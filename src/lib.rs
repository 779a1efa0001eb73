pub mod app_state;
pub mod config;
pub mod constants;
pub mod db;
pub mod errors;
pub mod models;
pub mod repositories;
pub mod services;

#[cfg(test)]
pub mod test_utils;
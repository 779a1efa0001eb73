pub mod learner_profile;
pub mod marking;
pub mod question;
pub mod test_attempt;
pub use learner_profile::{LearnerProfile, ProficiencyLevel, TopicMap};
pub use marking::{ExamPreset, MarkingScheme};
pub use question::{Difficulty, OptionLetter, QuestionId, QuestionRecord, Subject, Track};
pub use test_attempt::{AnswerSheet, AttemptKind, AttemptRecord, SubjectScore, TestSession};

- [What to do] None of the records may be left out; each is to be restated exactly.

- [Task result]
filename src/lib.rs
repository 779a1efa0001eb73
pub mod app_state;
pub mod config;
pub mod constants;
pub mod db;
pub mod errors;
pub mod models;
pub mod repositories;
pub mod services;

#[cfg(test)]
pub mod test_utils;
repository 779a1efa0001eb73
pub mod learner_profile;
pub mod marking;
pub mod question;
pub mod test_attempt;
pub use learner_profile::{LearnerProfile, ProficiencyLevel, TopicMap};
pub use marking::{ExamPreset, MarkingScheme};
pub use question::{Difficulty, OptionLetter, QuestionId, QuestionRecord, Subject, Track};
pub use test_attempt::{AnswerSheet, AttemptKind, AttemptRecord, SubjectScore, TestSession};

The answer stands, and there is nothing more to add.